### Stored data entries
Segment Open
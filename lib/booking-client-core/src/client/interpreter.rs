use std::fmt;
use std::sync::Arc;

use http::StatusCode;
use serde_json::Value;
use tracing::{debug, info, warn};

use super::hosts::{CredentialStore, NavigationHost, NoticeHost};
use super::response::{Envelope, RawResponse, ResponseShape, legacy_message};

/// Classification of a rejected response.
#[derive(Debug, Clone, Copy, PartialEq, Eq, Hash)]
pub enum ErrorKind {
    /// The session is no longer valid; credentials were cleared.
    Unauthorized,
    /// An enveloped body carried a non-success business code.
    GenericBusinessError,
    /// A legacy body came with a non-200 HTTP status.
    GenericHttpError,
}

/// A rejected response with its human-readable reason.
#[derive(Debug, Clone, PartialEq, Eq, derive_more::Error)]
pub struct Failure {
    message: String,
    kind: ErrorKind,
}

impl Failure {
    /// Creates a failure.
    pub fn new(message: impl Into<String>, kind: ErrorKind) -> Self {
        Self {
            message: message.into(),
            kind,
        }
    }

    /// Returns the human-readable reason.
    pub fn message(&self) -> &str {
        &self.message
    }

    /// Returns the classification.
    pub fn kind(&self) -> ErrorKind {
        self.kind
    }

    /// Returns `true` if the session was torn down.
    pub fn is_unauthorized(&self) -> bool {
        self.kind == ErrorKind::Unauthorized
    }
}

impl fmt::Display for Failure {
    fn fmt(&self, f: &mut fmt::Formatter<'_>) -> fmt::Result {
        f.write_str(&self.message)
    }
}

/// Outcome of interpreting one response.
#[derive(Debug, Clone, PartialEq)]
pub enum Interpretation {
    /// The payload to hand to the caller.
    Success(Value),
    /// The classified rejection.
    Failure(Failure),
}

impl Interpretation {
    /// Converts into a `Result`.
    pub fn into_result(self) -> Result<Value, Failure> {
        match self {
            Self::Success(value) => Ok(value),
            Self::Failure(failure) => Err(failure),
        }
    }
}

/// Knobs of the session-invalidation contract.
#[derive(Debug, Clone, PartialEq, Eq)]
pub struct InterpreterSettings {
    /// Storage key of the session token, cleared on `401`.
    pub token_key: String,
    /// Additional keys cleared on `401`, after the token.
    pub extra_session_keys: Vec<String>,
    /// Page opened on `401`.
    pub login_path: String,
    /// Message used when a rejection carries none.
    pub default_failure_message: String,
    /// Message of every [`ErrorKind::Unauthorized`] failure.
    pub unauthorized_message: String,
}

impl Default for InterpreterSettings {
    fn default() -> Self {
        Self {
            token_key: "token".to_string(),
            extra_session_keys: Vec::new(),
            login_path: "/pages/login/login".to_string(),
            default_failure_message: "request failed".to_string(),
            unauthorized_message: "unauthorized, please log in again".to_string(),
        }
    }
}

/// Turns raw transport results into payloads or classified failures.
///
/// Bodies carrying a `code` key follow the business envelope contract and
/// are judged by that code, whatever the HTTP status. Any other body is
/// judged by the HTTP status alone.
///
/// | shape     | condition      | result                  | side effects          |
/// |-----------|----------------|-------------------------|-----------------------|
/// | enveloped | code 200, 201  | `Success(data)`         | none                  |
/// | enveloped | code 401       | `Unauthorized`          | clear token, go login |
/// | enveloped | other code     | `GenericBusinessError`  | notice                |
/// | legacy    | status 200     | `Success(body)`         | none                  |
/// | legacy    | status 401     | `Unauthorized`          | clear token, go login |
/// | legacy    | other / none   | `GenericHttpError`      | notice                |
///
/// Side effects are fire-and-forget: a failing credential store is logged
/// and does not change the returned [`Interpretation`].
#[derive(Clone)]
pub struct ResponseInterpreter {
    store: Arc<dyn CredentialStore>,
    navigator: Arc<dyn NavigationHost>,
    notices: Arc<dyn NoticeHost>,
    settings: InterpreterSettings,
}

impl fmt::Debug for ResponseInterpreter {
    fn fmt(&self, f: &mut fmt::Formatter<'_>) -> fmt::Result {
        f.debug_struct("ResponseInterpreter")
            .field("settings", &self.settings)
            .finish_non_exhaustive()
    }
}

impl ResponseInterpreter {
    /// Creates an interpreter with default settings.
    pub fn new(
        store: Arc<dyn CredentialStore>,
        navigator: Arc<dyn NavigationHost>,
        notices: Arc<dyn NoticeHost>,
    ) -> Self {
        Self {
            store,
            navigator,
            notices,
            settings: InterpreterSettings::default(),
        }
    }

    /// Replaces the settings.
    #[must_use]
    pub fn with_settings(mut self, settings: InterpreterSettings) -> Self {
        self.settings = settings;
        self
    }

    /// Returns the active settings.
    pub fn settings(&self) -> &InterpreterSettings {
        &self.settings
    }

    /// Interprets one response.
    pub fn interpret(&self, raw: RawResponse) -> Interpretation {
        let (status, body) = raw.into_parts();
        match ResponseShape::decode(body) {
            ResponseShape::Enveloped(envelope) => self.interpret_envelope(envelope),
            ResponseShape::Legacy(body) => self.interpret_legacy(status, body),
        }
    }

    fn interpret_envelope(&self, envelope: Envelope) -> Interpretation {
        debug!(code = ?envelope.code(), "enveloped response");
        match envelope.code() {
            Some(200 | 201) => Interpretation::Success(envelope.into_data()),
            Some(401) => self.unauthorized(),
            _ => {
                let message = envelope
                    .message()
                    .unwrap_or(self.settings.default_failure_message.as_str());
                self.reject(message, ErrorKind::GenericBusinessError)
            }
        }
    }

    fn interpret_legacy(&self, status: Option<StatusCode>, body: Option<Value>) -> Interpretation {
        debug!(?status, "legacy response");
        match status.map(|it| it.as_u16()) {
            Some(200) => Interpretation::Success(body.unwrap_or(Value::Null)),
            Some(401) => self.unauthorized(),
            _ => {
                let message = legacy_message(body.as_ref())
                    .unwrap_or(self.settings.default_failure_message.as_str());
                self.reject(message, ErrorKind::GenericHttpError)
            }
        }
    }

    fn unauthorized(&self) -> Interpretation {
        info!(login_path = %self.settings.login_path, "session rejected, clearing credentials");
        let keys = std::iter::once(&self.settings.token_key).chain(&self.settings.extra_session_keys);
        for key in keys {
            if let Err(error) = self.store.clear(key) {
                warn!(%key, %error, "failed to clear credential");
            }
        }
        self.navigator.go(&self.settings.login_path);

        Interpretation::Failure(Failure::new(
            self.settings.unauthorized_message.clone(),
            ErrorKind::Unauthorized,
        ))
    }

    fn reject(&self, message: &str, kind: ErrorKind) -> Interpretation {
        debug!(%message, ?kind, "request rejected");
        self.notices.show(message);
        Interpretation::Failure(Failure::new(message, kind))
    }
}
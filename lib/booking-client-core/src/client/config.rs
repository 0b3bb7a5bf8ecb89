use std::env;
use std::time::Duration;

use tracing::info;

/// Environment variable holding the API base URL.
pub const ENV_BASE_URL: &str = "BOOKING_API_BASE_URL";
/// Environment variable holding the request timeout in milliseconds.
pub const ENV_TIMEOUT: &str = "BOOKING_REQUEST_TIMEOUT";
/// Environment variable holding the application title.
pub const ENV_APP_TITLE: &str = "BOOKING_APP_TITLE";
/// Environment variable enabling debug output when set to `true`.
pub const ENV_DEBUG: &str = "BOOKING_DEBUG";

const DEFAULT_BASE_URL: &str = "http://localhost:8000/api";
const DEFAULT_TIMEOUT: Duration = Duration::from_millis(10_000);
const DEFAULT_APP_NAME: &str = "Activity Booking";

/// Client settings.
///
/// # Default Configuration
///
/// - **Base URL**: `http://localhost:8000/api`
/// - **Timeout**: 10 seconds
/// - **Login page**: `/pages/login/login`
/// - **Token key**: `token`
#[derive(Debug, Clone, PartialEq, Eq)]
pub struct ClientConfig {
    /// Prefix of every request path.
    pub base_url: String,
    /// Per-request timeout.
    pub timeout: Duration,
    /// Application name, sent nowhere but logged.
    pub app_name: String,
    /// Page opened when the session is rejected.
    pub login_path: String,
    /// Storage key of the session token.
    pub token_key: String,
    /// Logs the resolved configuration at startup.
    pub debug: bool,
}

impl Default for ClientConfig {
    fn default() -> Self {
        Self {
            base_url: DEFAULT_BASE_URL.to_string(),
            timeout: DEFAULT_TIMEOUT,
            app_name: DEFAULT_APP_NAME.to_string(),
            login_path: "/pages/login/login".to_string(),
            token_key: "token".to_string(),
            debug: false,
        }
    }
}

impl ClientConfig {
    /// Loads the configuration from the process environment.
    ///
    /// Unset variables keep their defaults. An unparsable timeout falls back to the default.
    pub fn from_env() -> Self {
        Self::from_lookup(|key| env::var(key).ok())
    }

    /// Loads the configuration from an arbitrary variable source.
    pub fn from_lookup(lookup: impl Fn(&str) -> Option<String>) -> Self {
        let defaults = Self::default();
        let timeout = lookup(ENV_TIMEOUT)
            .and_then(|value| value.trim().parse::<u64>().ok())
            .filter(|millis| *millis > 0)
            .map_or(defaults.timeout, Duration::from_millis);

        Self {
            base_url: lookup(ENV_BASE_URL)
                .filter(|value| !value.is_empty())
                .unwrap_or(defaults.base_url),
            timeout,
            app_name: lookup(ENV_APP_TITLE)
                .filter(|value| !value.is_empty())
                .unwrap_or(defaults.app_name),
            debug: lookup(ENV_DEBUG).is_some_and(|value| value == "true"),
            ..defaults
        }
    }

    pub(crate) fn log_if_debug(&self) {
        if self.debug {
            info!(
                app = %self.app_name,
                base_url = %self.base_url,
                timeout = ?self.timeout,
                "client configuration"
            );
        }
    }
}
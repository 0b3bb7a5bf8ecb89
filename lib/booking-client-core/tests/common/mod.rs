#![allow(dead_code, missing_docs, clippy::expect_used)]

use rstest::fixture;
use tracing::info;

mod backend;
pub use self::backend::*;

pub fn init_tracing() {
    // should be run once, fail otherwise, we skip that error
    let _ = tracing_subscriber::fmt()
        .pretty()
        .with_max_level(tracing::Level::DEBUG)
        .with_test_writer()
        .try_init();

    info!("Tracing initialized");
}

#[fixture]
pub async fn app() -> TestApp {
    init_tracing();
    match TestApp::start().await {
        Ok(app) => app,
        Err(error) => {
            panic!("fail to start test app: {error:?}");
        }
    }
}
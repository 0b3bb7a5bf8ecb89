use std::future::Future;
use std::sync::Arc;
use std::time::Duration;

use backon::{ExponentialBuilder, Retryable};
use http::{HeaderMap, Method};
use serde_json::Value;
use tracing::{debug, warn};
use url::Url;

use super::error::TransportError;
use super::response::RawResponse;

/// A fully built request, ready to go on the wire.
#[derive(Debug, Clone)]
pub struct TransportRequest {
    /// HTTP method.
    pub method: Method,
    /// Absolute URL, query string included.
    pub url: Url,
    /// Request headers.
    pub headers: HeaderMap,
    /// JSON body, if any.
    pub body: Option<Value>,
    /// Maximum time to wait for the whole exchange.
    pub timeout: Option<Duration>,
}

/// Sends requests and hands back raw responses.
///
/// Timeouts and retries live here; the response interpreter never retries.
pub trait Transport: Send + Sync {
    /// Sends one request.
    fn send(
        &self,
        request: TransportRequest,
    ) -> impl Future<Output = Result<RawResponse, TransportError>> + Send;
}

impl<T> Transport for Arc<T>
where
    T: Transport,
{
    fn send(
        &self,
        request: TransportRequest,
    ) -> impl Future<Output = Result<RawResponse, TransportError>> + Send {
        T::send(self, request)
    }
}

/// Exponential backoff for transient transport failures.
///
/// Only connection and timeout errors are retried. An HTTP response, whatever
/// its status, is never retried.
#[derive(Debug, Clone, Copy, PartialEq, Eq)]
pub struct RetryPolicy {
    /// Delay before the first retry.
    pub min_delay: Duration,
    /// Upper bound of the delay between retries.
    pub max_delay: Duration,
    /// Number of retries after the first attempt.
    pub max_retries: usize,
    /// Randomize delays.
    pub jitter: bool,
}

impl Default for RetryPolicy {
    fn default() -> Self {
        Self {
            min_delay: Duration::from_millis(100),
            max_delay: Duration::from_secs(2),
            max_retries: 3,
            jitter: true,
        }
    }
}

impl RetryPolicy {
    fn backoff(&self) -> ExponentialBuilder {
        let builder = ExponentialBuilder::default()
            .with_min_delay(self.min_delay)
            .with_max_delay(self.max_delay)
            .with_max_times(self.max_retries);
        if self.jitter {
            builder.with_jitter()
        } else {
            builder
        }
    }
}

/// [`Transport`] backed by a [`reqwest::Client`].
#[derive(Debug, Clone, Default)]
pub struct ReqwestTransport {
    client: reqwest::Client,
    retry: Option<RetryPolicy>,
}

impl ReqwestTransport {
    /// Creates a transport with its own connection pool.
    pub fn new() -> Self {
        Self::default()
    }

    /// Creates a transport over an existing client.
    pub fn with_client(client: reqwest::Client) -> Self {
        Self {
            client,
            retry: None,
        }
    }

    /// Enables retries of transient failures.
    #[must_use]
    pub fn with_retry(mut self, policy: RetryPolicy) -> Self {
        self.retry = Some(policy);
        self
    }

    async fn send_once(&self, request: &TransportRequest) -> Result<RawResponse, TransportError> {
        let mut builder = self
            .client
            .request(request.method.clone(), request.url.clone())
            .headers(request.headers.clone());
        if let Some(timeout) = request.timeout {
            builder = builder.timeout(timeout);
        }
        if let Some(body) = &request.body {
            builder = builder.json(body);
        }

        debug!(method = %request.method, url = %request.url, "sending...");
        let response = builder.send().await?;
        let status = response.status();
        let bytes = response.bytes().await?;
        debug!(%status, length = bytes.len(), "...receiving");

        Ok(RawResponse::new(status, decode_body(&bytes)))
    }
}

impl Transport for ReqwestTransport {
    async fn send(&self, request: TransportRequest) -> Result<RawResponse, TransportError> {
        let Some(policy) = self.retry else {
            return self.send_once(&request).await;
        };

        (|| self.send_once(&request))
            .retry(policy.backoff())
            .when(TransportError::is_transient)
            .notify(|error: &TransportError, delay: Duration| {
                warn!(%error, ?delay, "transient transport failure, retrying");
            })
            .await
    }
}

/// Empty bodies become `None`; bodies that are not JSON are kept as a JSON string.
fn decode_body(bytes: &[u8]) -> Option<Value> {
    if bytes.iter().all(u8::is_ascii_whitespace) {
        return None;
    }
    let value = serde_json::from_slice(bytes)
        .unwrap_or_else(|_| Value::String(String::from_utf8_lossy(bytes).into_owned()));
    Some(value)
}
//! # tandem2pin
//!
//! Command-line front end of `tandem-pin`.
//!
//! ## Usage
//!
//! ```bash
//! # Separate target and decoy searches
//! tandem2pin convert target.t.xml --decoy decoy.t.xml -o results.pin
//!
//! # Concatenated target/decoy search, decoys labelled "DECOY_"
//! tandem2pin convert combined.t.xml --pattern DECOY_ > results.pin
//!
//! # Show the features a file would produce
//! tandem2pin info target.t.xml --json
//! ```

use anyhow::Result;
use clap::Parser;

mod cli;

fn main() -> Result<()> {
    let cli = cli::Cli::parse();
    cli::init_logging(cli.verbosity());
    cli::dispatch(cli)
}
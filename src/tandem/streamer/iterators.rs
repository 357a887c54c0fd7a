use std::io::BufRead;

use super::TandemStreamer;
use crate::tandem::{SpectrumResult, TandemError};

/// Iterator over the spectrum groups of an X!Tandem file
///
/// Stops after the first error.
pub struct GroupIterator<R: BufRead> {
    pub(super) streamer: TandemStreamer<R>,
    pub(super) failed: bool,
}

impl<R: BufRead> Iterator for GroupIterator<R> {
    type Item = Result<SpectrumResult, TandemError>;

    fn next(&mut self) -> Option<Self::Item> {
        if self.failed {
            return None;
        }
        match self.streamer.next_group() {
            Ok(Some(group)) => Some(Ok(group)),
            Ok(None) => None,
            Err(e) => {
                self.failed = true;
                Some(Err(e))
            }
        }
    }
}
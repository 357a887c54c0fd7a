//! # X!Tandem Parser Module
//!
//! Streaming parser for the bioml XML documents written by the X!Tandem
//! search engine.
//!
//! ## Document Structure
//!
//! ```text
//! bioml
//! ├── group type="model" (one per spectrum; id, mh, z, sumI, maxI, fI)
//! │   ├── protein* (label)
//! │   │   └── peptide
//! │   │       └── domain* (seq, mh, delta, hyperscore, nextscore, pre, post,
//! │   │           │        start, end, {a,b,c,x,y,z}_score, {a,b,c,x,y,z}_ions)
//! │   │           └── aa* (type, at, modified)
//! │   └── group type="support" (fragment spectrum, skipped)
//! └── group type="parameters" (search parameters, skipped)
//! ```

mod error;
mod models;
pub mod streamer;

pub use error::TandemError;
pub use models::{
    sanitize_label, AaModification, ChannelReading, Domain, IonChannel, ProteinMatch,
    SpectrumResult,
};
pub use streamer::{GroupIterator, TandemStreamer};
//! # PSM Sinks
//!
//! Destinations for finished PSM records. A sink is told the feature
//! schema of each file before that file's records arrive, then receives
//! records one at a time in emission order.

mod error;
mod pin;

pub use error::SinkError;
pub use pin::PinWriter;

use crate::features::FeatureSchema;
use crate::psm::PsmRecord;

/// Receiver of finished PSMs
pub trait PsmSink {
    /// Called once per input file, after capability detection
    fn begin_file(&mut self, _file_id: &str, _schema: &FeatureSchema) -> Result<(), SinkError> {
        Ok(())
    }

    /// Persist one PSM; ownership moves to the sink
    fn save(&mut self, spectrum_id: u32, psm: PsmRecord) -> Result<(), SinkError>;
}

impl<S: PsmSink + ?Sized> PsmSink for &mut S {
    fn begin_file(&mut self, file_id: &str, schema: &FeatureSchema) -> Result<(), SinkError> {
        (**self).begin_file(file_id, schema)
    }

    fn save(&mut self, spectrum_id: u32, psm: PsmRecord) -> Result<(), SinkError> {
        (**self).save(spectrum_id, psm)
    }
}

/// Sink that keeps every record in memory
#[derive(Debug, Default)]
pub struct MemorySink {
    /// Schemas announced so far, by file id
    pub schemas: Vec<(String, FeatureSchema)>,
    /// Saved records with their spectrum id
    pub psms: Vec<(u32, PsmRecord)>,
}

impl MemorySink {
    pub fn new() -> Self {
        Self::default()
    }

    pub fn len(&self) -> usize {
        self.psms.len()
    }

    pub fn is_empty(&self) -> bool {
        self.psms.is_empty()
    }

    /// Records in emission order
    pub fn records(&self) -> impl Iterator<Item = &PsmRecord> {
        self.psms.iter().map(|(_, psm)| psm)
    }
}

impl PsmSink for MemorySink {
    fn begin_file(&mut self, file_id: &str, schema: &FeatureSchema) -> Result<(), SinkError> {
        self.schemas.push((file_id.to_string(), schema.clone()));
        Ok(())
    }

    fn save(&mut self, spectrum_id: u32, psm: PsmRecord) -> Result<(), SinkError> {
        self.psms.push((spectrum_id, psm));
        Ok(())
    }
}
Segment Closed
### EXERCISE AIM
A word-for-word copy of the lines above from the one with "the human-readable reason." through the one with "was torn down.", inclusive, is the only output wanted.

### COMPLETED TASK
    /// Returns the human-readable reason.
    pub fn message(&self) -> &str {
        &self.message
    }

    /// Returns the classification.
    pub fn kind(&self) -> ErrorKind {
        self.kind
    }

    /// Returns `true` if the session was torn down.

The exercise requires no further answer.